People speak of the meaning of life as if it were some great unsolvable mystery, some incredible mystifying enigma. It never did occur to them that maybe there wasn't a meaning to living, did it? Well it occurred to me. And that was why I was doing this. And that was why I had to do this. 

All this spanned out in my mind in the space of two minutes—the time it took to get to my room. I set the katana down on the ground, then knelt down in front of it. Was this the way I wanted to die? No, better make it further into the room. I didn't want someone to hear my scream—if I screamed, or to see blood flowing out the door. Because if they did, they'd spoil the whole thing, ruin a perfect chance. 

If that happened, I knew I would never have the courage to try again. 

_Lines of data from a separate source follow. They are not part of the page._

impl BalanceService {
    pub fn new(store: Store) -> Self {
        Self { store }
    }

    // -------------------------------------------------------------------------
    // Deposits / withdrawals
    // -------------------------------------------------------------------------

    /// Credit a review-approved deposit: `(U, V) -> (U + a, V)`.
    pub async fn credit_deposit(
        &self,
        user_id: i64,
        amount: f64,
        related_id: i64,
        note: &str,
    ) -> AppResult<BalanceSnapshot> {
        let mut tx = self.store.begin().await?;
        let snapshot = self
            .credit_deposit_in(&mut tx, user_id, amount, related_id, note)
            .await?;
        tx.commit().await?;
        Ok(snapshot)
    }

    /// Credit within a caller-owned transaction, so a review approval and
    /// its balance effect commit or roll back together.
    pub async fn credit_deposit_in(
        &self,
        tx: &mut sqlx::Transaction<'static, sqlx::Any>,
        user_id: i64,
        amount: f64,
        related_id: i64,
        note: &str,
    ) -> AppResult<BalanceSnapshot> {
        if amount <= 0.0 {
            return Err(AppError::BadInput("amount must be positive".into()));
        }

        let user = self.load_user(tx, user_id).await?;
        let available = round2(user.available_deposit + amount);
        self.store
            .update_balances_tx(tx, user_id, available, user.used_deposit)
            .await?;
        self.write_log(
            tx,
            &user,
            FundLogType::Deposit,
            amount,
            available,
            user.used_deposit,
            related_id,
            "deposit",
            note,
        )
        .await?;

        info!(user_id, amount, available, "deposit credited");
        Ok(BalanceSnapshot {
            available,
            used: user.used_deposit,
        })
    }

    /// Debit a review-approved withdrawal: `(U, V) -> (U - a, V)`, requires
    /// `U >= a`.
    pub async fn debit_withdraw(
        &self,
        user_id: i64,
        amount: f64,
        related_id: i64,
        note: &str,
    ) -> AppResult<BalanceSnapshot> {
        let mut tx = self.store.begin().await?;
        let snapshot = self
            .debit_withdraw_in(&mut tx, user_id, amount, related_id, note)
            .await?;
        tx.commit().await?;
        Ok(snapshot)
    }

    /// Debit within a caller-owned transaction.
    pub async fn debit_withdraw_in(
        &self,
        tx: &mut sqlx::Transaction<'static, sqlx::Any>,
        user_id: i64,
        amount: f64,
        related_id: i64,
        note: &str,
    ) -> AppResult<BalanceSnapshot> {
        if amount <= 0.0 {
            return Err(AppError::BadInput("amount must be positive".into()));
        }

        let user = self.load_user(tx, user_id).await?;
        if user.available_deposit < amount {
            return Err(AppError::BalanceUnderflow {
                available: user.available_deposit,
                required: amount,
            });
        }

        let available = round2(user.available_deposit - amount);
        self.store
            .update_balances_tx(tx, user_id, available, user.used_deposit)
            .await?;
        self.write_log(
            tx,
            &user,
            FundLogType::Withdraw,
            -amount,
            available,
            user.used_deposit,
            related_id,
            "withdraw",
            note,
        )
        .await?;

        info!(user_id, amount, available, "withdrawal debited");
        Ok(BalanceSnapshot {
            available,
            used: user.used_deposit,
        })
    }

    // -------------------------------------------------------------------------
    // Position open (freeze)
    // -------------------------------------------------------------------------

    /// Freeze the position deposit: `(U, V) -> (U - d, V + d)` and persist
    /// the new position row. The draft must carry `deposit > 0`.
    pub async fn open_position(&self, user_id: i64, draft: Position) -> AppResult<Position> {
        let deposit = draft.deposit;
        if deposit <= 0.0 {
            return Err(AppError::BadInput("deposit must be positive".into()));
        }

        let mut tx = self.store.begin().await?;
        let user = self.load_user(&mut tx, user_id).await?;

        if user.available_deposit < deposit {
            return Err(AppError::BalanceUnderflow {
                available: user.available_deposit,
                required: deposit,
            });
        }

        let available = round2(user.available_deposit - deposit);
        let used = round2(user.used_deposit + deposit);
        self.store
            .update_balances_tx(&mut tx, user_id, available, used)
            .await?;

        let mut position = draft;
        position.user_id = user_id;
        let id = self.store.insert_position_tx(&mut tx, &position).await?;
        position.id = id;

        self.write_log(
            &mut tx,
            &user,
            FundLogType::OrderFreeze,
            -deposit,
            available,
            used,
            id,
            "position",
            &format!("open position {} deposit {:.2}", position.order_id, deposit),
        )
        .await?;
        tx.commit().await?;

        info!(
            user_id,
            order_id = %position.order_id,
            deposit,
            available,
            used,
            "position opened"
        );
        Ok(position)
    }

    // -------------------------------------------------------------------------
    // Settle / force-close (release + PnL)
    // -------------------------------------------------------------------------

    /// Customer cash settlement at `price`:
    /// `(U, V) -> (U + d + pnl, V - d)`. Fails with BalanceUnderflow when the
    /// resulting available would go negative.
    pub async fn settle_position(
        &self,
        user_id: i64,
        position_id: i64,
        price: f64,
    ) -> AppResult<(Position, BalanceSnapshot)> {
        self.release_position(user_id, position_id, price, PositionStatus::Settled)
            .await
    }

    /// Engine force-close at `price`. Same cash flow as settle; the caller
    /// (risk pass) treats BalanceUnderflow as skip-and-log.
    pub async fn force_close_position(
        &self,
        user_id: i64,
        position_id: i64,
        price: f64,
    ) -> AppResult<(Position, BalanceSnapshot)> {
        self.release_position(user_id, position_id, price, PositionStatus::Closed)
            .await
    }

    async fn release_position(
        &self,
        user_id: i64,
        position_id: i64,
        price: f64,
        terminal: PositionStatus,
    ) -> AppResult<(Position, BalanceSnapshot)> {
        if price <= 0.0 {
            return Err(AppError::BadInput("settle price must be positive".into()));
        }

        let mut tx = self.store.begin().await?;
        let user = self.load_user(&mut tx, user_id).await?;
        let mut position = self
            .store
            .find_position_tx(&mut tx, position_id)
            .await?
            .ok_or_else(|| AppError::NotFound("position not found".into()))?;

        if position.user_id != user_id {
            return Err(AppError::PermissionDenied("position owned by another user".into()));
        }
        if !position.can_settle() {
            return Err(AppError::InvalidState(format!(
                "position is {}, not holding",
                position.status
            )));
        }

        let pnl = round2(position.pnl_at(price));
        let available = round2(user.available_deposit + position.deposit + pnl);
        let used = round2(user.used_deposit - position.deposit);

        if available < 0.0 {
            return Err(AppError::BalanceUnderflow {
                available: user.available_deposit,
                required: -(position.deposit + pnl),
            });
        }

        match terminal {
            PositionStatus::Settled => position.settle(price),
            _ => position.force_close(price),
        }

        // The state-check in the UPDATE resolves concurrent settle /
        // force-close of the same position: exactly one transition wins.
        if !self.store.finalize_position_tx(&mut tx, &position).await? {
            return Err(AppError::InvalidState("position is no longer holding".into()));
        }

        self.store
            .update_balances_tx(&mut tx, user_id, available, used)
            .await?;

        let (log_type, verb) = match terminal {
            PositionStatus::Settled => (FundLogType::Settle, "settle"),
            _ => (FundLogType::ForceClose, "force close"),
        };
        self.write_log(
            &mut tx,
            &user,
            log_type,
            round2(position.deposit + pnl),
            available,
            used,
            position.id,
            "position",
            &format!(
                "{verb} position {} at {:.2}, pnl {:.2}",
                position.order_id, price, pnl
            ),
        )
        .await?;
        tx.commit().await?;

        info!(
            user_id,
            order_id = %position.order_id,
            price,
            pnl,
            available,
            used,
            status = %position.status,
            "position released"
        );
        Ok((position, BalanceSnapshot { available, used }))
    }

    // -------------------------------------------------------------------------
    // Supplement
    // -------------------------------------------------------------------------

    /// Move `amount` from available to used and grow the position deposit:
    /// `(U, V) -> (U - a, V + a)`. Writes the supplement record inside the
    /// same transaction (the synchronous review flavor).
    pub async fn supplement(
        &self,
        user_id: i64,
        position_id: i64,
        amount: f64,
        method: &str,
    ) -> AppResult<(Position, BalanceSnapshot)> {
        if amount <= 0.0 {
            return Err(AppError::BadInput("amount must be positive".into()));
        }

        let mut tx = self.store.begin().await?;
        let user = self.load_user(&mut tx, user_id).await?;
        let mut position = self
            .store
            .find_position_tx(&mut tx, position_id)
            .await?
            .ok_or_else(|| AppError::NotFound("position not found".into()))?;

        if position.user_id != user_id {
            return Err(AppError::PermissionDenied("position owned by another user".into()));
        }
        if position.status != PositionStatus::Holding {
            return Err(AppError::InvalidState(
                "only holding positions accept a supplement".into(),
            ));
        }
        if user.available_deposit < amount {
            return Err(AppError::BalanceUnderflow {
                available: user.available_deposit,
                required: amount,
            });
        }

        let available = round2(user.available_deposit - amount);
        let used = round2(user.used_deposit + amount);

        position.deposit = round2(position.deposit + amount);
        if position.current_price > 0.0 {
            position.update_mark(position.current_price);
        }

        if !self
            .store
            .add_position_deposit_tx(&mut tx, &position)
            .await?
        {
            return Err(AppError::InvalidState("position is no longer holding".into()));
        }
        self.store
            .update_balances_tx(&mut tx, user_id, available, used)
            .await?;
        self.store
            .insert_supplement_request_tx(&mut tx, user_id, position_id, amount, method)
            .await?;
        self.write_log(
            &mut tx,
            &user,
            FundLogType::Supplement,
            -amount,
            available,
            used,
            position.id,
            "position",
            &format!(
                "supplement {:.2} to position {}",
                amount, position.order_id
            ),
        )
        .await?;
        tx.commit().await?;

        info!(
            user_id,
            order_id = %position.order_id,
            amount,
            deposit = position.deposit,
            margin_rate = position.margin_rate,
            "position deposit supplemented"
        );
        Ok((position, BalanceSnapshot { available, used }))
    }

    // -------------------------------------------------------------------------
    // Internals
    // -------------------------------------------------------------------------

    async fn load_user(
        &self,
        tx: &mut sqlx::Transaction<'static, sqlx::Any>,
        user_id: i64,
    ) -> AppResult<User> {
        self.store
            .find_user_tx(tx, user_id)
            .await?
            .ok_or_else(|| AppError::NotFound("user not found".into()))
    }

    #[allow(clippy::too_many_arguments)]
    async fn write_log(
        &self,
        tx: &mut sqlx::Transaction<'static, sqlx::Any>,
        user: &User,
        log_type: FundLogType,
        amount: f64,
        available_after: f64,
        used_after: f64,
        related_id: i64,
        related_type: &str,
        note: &str,
    ) -> AppResult<()> {
        let log = FundLog {
            id: 0,
            user_id: user.id,
            log_type,
            amount: round2(amount),
            available_before: user.available_deposit,
            available_after,
            used_before: user.used_deposit,
            used_after,
            related_id,
            related_type: related_type.to_string(),
            note: note.to_string(),
            created_at: Utc::now().timestamp(),
        };
        if let Err(e) = self.store.insert_fund_log_tx(tx, &log).await {
            warn!(user_id = user.id, error = %e, "fund log write failed, rolling back");
            return Err(e.into());
        }
        Ok(())
    }
}
// =============================================================================
// Bearer Token Authentication — JWT claims + Axum extractor
// =============================================================================
//
// Stateless HS256 tokens carrying user_id, role, and a type discriminator
// (access vs refresh). The extractor accepts the token from the
// `Authorization: Bearer` header or, for WebSocket upgrades, from the
// `?token=` query parameter. Only access tokens authenticate requests.
// =============================================================================

use std::sync::Arc;

use async_trait::async_trait;
use axum::extract::FromRequestParts;
use axum::http::request::Parts;
use chrono::Utc;
use jsonwebtoken::{decode, encode, DecodingKey, EncodingKey, Header, Validation};
use serde::{Deserialize, Serialize};
use tracing::warn;

use crate::app_state::AppState;
use crate::error::{AppError, AppResult};
use crate::model::Role;

#[derive(Debug, Clone, Serialize, Deserialize)]
pub struct Claims {
    pub user_id: i64,
    pub role: String,
    pub typ: String,
    pub iat: i64,
    pub exp: i64,
}

// =============================================================================
// Token generation / parsing
// =============================================================================

pub fn generate_access_token(
    user_id: i64,
    role: Role,
    secret: &str,
    minutes: i64,
) -> AppResult<String> {
    generate_token(user_id, role, secret, "access", minutes * 60)
}

pub fn generate_refresh_token(
    user_id: i64,
    role: Role,
    secret: &str,
    hours: i64,
) -> AppResult<String> {
    generate_token(user_id, role, secret, "refresh", hours * 3600)
}

fn generate_token(
    user_id: i64,
    role: Role,
    secret: &str,
    typ: &str,
    ttl_secs: i64,
) -> AppResult<String> {
    let now = Utc::now().timestamp();
    let claims = Claims {
        user_id,
        role: role.as_str().to_string(),
        typ: typ.to_string(),
        iat: now,
        exp: now + ttl_secs,
    };
    encode(
        &Header::default(),
        &claims,
        &EncodingKey::from_secret(secret.as_bytes()),
    )
    .map_err(|e| AppError::Internal(format!("token encode: {e}")))
}

pub fn parse_token(token: &str, secret: &str) -> AppResult<Claims> {
    decode::<Claims>(
        token,
        &DecodingKey::from_secret(secret.as_bytes()),
        &Validation::default(),
    )
    .map(|data| data.claims)
    .map_err(|_| AppError::AuthRequired("invalid or expired token".into()))
}

// =============================================================================
// Authenticated principal
// =============================================================================

/// The authenticated caller, resolved from a valid access token.
#[derive(Debug, Clone, Copy)]
pub struct AuthUser {
    pub user_id: i64,
    pub role: Role,
}

impl AuthUser {
    /// Support / super-admin gate for review and broadcast endpoints.
    pub fn require_admin(&self) -> AppResult<()> {
        if self.role.is_admin() {
            Ok(())
        } else {
            Err(AppError::PermissionDenied("admin role required".into()))
        }
    }
}

/// Resolve a raw token string into an authenticated principal. Shared by the
/// HTTP extractor and the WebSocket upgrade handler.
pub fn authenticate_token(token: &str, secret: &str) -> AppResult<AuthUser> {
    if secret.is_empty() {
        warn!("auth.jwt_secret is not configured, rejecting all authenticated requests");
        return Err(AppError::AuthRequired("authentication not configured".into()));
    }
    let claims = parse_token(token, secret)?;
    if claims.typ != "access" {
        return Err(AppError::AuthRequired("access token required".into()));
    }
    let role = Role::parse(&claims.role)
        .ok_or_else(|| AppError::AuthRequired("unknown role in token".into()))?;
    Ok(AuthUser {
        user_id: claims.user_id,
        role,
    })
}

/// Pull the token out of the Authorization header, falling back to the
/// `?token=` query parameter.
pub fn token_from_parts(parts: &Parts) -> Option<String> {
    let from_header = parts
        .headers
        .get(axum::http::header::AUTHORIZATION)
        .and_then(|v| v.to_str().ok())
        .and_then(|v| v.strip_prefix("Bearer "))
        .map(str::to_string);
    if from_header.is_some() {
        return from_header;
    }
    parts
        .uri
        .query()?
        .split('&')
        .find_map(|kv| kv.strip_prefix("token=").map(str::to_string))
}

#[async_trait]
impl FromRequestParts<Arc<AppState>> for AuthUser {
    type Rejection = AppError;

    async fn from_request_parts(
        parts: &mut Parts,
        state: &Arc<AppState>,
    ) -> Result<Self, Self::Rejection> {
        let token = token_from_parts(parts)
            .ok_or_else(|| AppError::AuthRequired("missing authorization token".into()))?;
        authenticate_token(&token, &state.config.auth.jwt_secret)
    }
}

// =============================================================================
// Tests
// =============================================================================

#[cfg(test)]
mod tests {
    use super::*;

    const SECRET: &str = "test-secret";

    #[test]
    fn access_token_roundtrip() {
        let token = generate_access_token(42, Role::Customer, SECRET, 30).unwrap();
        let auth = authenticate_token(&token, SECRET).unwrap();
        assert_eq!(auth.user_id, 42);
        assert_eq!(auth.role, Role::Customer);
    }

    #[test]
    fn refresh_token_cannot_authenticate() {
        let token = generate_refresh_token(42, Role::Customer, SECRET, 24).unwrap();
        let err = authenticate_token(&token, SECRET).unwrap_err();
        assert!(matches!(err, AppError::AuthRequired(_)));
    }

    #[test]
    fn wrong_secret_is_rejected() {
        let token = generate_access_token(42, Role::Customer, SECRET, 30).unwrap();
        assert!(authenticate_token(&token, "other-secret").is_err());
    }

    #[test]
    fn expired_token_is_rejected() {
        // Far enough in the past to clear the default validation leeway.
        let token = generate_access_token(42, Role::Customer, SECRET, -5).unwrap();
        assert!(authenticate_token(&token, SECRET).is_err());
    }

    #[test]
    fn empty_secret_rejects_everything() {
        let token = generate_access_token(42, Role::Customer, SECRET, 30).unwrap();
        assert!(authenticate_token(&token, "").is_err());
    }

    #[test]
    fn admin_gate() {
        let customer = AuthUser {
            user_id: 1,
            role: Role::Customer,
        };
        assert!(customer.require_admin().is_err());
        let support = AuthUser {
            user_id: 2,
            role: Role::Support,
        };
        assert!(support.require_admin().is_ok());
    }
}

I chose a spot way back in the room, in the dusky shadows. I unsheathed the black sword, admired the way it shone at different angles in the darkness, and how it caught the light on its reflective surfaces, and practised putting it to my neck. How did it feel? Cold, very cold. And steely, unbending, unyielding…slicey. 

That's it. Slicey. It would slice through my neck in a second, and I wouldn't have time to yell. I thought of how it would pierce my tender skin, then of the red blood spilling from my white neck, and then the tendons and veins and bones it would encounter. I tried to imagine the pain—first a thin line of cold fire, then growing deeper and more agonizing. I couldn't. I couldn't imagine how I could die. 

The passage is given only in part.